Stored data entries:
+ + +
// SPDX-License-Identifier: MPL-2.0

//! Error type shared by every stage of the filter pipeline.

use std::path::PathBuf;

use thiserror::Error;

/// Errors that abort a filter run.
#[derive(Debug, Error)]
pub enum Error {
    /// Invalid option or kernel parameter, detected before any pipeline work.
    #[error("invalid configuration: {0}")]
    Configuration(String),

    /// The input image could not be read or decoded.
    #[error("failed to decode '{path}': {source}")]
    Decode {
        /// Input path.
        path: PathBuf,
        /// Underlying codec error.
        #[source]
        source: image::ImageError,
    },

    /// The image has a size the selected method cannot process.
    #[error("{method} cannot process a {width}x{height} image: {reason}")]
    UnsupportedDimensions {
        /// Name of the selected method.
        method: &'static str,
        /// Image width.
        width: usize,
        /// Image height.
        height: usize,
        /// Why the size is rejected.
        reason: &'static str,
    },

    /// A plane or scratch buffer could not be allocated.
    #[error("failed to allocate {what} of {len} samples")]
    Allocation {
        /// Which buffer.
        what: &'static str,
        /// Requested number of samples, saturated on overflow.
        len: usize,
    },

    /// The output image could not be written.
    #[error("failed to encode '{path}': {source}")]
    Encode {
        /// Output path.
        path: PathBuf,
        /// Underlying codec error.
        #[source]
        source: image::ImageError,
    },
}

/// Result alias used throughout the crate.
pub type Result<T> = std::result::Result<T, Error>;
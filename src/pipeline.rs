// SPDX-License-Identifier: MPL-2.0

//! Filter pipeline: extension, transforms, kernel and resampling per channel.
//!
//! A [`Pipeline`] is built once from the selected method. It describes which
//! kernel is multiplied with the channel spectra, how the spectrum is
//! resized, and whether the result is transformed back or visualized.
//! The same driver then runs every method:
//!
//! 1. the image is extended into three planes while, in parallel,
//!    the kernel is synthesized and transformed;
//! 2. the three channels are transformed, filtered and resized in parallel;
//! 3. the channels are visualized or cropped back into an image.

use std::time::Instant;

use rustfft::num_complex::Complex;
use tracing::{debug, info};

use crate::codec::Image;
use crate::config::{FilterOptions, Method, Options};
use crate::error::{Error, Result};
use crate::extend::{crop, extend, extended_size, max_extension};
use crate::kernel::Kernel;
use crate::plane::Plane;
use crate::resample::{downsample_2x, upsample_2x};
use crate::slice::{self, Plan};
use crate::spectrum;

const MITCHELL_SCALE: f64 = 2.0;
const LANCZOS_SCALE: f64 = 2.0;
const LANCZOS_RADIUS: u32 = 10;

/// How the spectrum size changes between the forward and the inverse transform.
#[derive(Debug, Clone, Copy, PartialEq, Eq)]
pub enum Resize {
    /// Same size.
    Keep,
    /// Half size, keeping the lowest frequencies.
    Half,
    /// Double size, zero filling the new frequencies.
    Double,
}

impl Resize {
    /// Size of the output for an input of `width` x `height`.
    pub fn output_size(self, width: usize, height: usize) -> (usize, usize) {
        match self {
            Resize::Keep => (width, height),
            Resize::Half => (width / 2, height / 2),
            Resize::Double => (width * 2, height * 2),
        }
    }

    fn apply(self, plane: Plane) -> Result<Plane> {
        match self {
            Resize::Keep => Ok(plane),
            Resize::Half => downsample_2x(&plane),
            Resize::Double => upsample_2x(&plane),
        }
    }
}

/// What becomes of the filtered channel spectra.
#[derive(Debug, Clone, Copy, PartialEq, Eq)]
pub enum Output {
    /// Transform back to the space domain.
    Inverse,
    /// Render the spectrum itself, optionally centered on zero frequency.
    Visualize {
        /// Move zero frequency to the image center.
        center: bool,
    },
}

/// Everything a run needs to know about the selected method.
#[derive(Debug, Clone, PartialEq)]
pub struct Pipeline {
    /// Method the pipeline was built from.
    pub method: Method,
    /// Kernel multiplied with the channel spectra, if any.
    pub kernel: Option<Kernel>,
    /// Spectrum size change.
    pub resize: Resize,
    /// Fate of the filtered spectra.
    pub output: Output,
    /// Configured maximum extension, in pixels per side.
    pub extend: usize,
}

impl Pipeline {
    /// Build the pipeline of a method, rejecting invalid parameters.
    pub fn new(options: &FilterOptions) -> Result<Self> {
        options.validate()?;
        let (kernel, resize, output) = match options.method {
            Method::Nop => (Some(Kernel::Identity), Resize::Keep, Output::Inverse),
            Method::Gaussian => (
                Some(Kernel::Gaussian {
                    weight: options.weight,
                }),
                Resize::Keep,
                Output::Inverse,
            ),
            Method::Spectrum => (
                None,
                Resize::Keep,
                Output::Visualize {
                    center: options.center_spectrum,
                },
            ),
            Method::Downscale2x => (
                Some(Kernel::Mitchell {
                    scale: MITCHELL_SCALE,
                }),
                Resize::Half,
                Output::Inverse,
            ),
            // The Lanczos window is applied on the original size spectrum,
            // before the new high frequencies are introduced.
            Method::Upscale2x => (
                Some(Kernel::Lanczos {
                    scale: LANCZOS_SCALE,
                    a: LANCZOS_RADIUS,
                }),
                Resize::Double,
                Output::Inverse,
            ),
        };
        if let Some(kernel) = &kernel {
            kernel.validate()?;
        }
        Ok(Self {
            method: options.method,
            kernel,
            resize,
            output,
            extend: options.extend as usize,
        })
    }

    /// Number of mirrored pixels added on each side of a `width` x `height` image.
    pub fn extension(&self, width: usize, height: usize) -> Result<usize> {
        let unsupported = |reason| Error::UnsupportedDimensions {
            method: self.method.as_str(),
            width,
            height,
            reason,
        };
        if width == 0 || height == 0 {
            return Err(unsupported("the image is empty"));
        }
        if self.resize != Resize::Keep && (width % 2 != 0 || height % 2 != 0) {
            return Err(unsupported("resampling needs even dimensions"));
        }
        let amount = match self.output {
            Output::Visualize { .. } => 0,
            Output::Inverse => self.extend.min(max_extension(width, height)),
        };
        // Keep the halved extension aligned with the halved image.
        Ok(match self.resize {
            Resize::Half => amount & !1,
            Resize::Keep | Resize::Double => amount,
        })
    }

    /// Filter an image.
    pub fn apply(&self, image: &Image) -> Result<Image> {
        let (width, height) = image.dimensions();
        let amount = self.extension(width, height)?;
        let (w, h) = extended_size(width, height, amount);
        // Three channels and the kernel, plus the decoded image.
        let estimated_mib = (w * h * std::mem::size_of::<Complex<f64>>() * 4 + width * height * 4) >> 20;
        info!(
            width,
            height,
            extension = amount,
            transform_width = w,
            transform_height = h,
            estimated_mib,
            "filtering"
        );

        let begin = Instant::now();
        let (planes, kernel_spectrum) = rayon::join(
            || extend(image, amount),
            || self.kernel.map(|kernel| kernel.spectrum(w, h)).transpose(),
        );
        let [r, g, b] = planes?;
        let kernel_spectrum = kernel_spectrum?;
        debug!(elapsed_ms = begin.elapsed().as_millis(), "channels and kernel ready");

        let kernel = kernel_spectrum.as_ref();
        let (r, (g, b)) = rayon::join(
            || self.channel(r, kernel),
            || rayon::join(|| self.channel(g, kernel), || self.channel(b, kernel)),
        );
        drop(kernel_spectrum);
        let mut planes = [r?, g?, b?];
        debug!(elapsed_ms = begin.elapsed().as_millis(), "channels filtered");

        if let Output::Visualize { center } = self.output {
            spectrum::visualize(&mut planes, center)?;
        }

        let (out_width, out_height) = self.resize.output_size(width, height);
        let out_amount = match self.resize {
            Resize::Keep => amount,
            Resize::Half => amount / 2,
            Resize::Double => amount * 2,
        };
        let mut output = Image::new(out_width, out_height, image.gamma());
        crop(out_amount, &planes, &mut output);
        Ok(output)
    }

    /// Forward transform, kernel multiply, resize and inverse transform of one channel.
    fn channel(&self, mut plane: Plane, kernel: Option<&Plane>) -> Result<Plane> {
        let (w, h) = plane.dimensions();
        Plan::forward(w, h).process(plane.as_mut_slice())?;
        if let Some(kernel) = kernel {
            plane.multiply(kernel);
        }
        let mut plane = self.resize.apply(plane)?;
        if self.output == Output::Inverse {
            let (w, h) = plane.dimensions();
            Plan::inverse(w, h).process(plane.as_mut_slice())?;
        }
        Ok(plane)
    }
}

/// Read the input image, filter it and write the output image.
///
/// Nothing is written unless the whole computation succeeds.
pub fn run(options: &Options) -> Result<()> {
    let pipeline = Pipeline::new(&options.filter)?;
    info!(
        input = %options.input.display(),
        output = %options.output.display(),
        method = %pipeline.method,
        "starting"
    );

    let begin = Instant::now();
    let input = Image::open(&options.input)?;
    info!(elapsed_ms = begin.elapsed().as_millis(), "read");

    let begin = Instant::now();
    let filtered = pipeline.apply(&input);
    drop(input);
    slice::cleanup();
    let output = filtered?;
    info!(elapsed_ms = begin.elapsed().as_millis(), "compute");

    let begin = Instant::now();
    output.write(&options.output)?;
    info!(elapsed_ms = begin.elapsed().as_millis(), "save");
    Ok(())
}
+ + +
| WHAT TO WORK ON |
Across the records above, how many lines contain the word "apply"? Please give that number alone.

| OUTPUT FOR THIS TASK |
4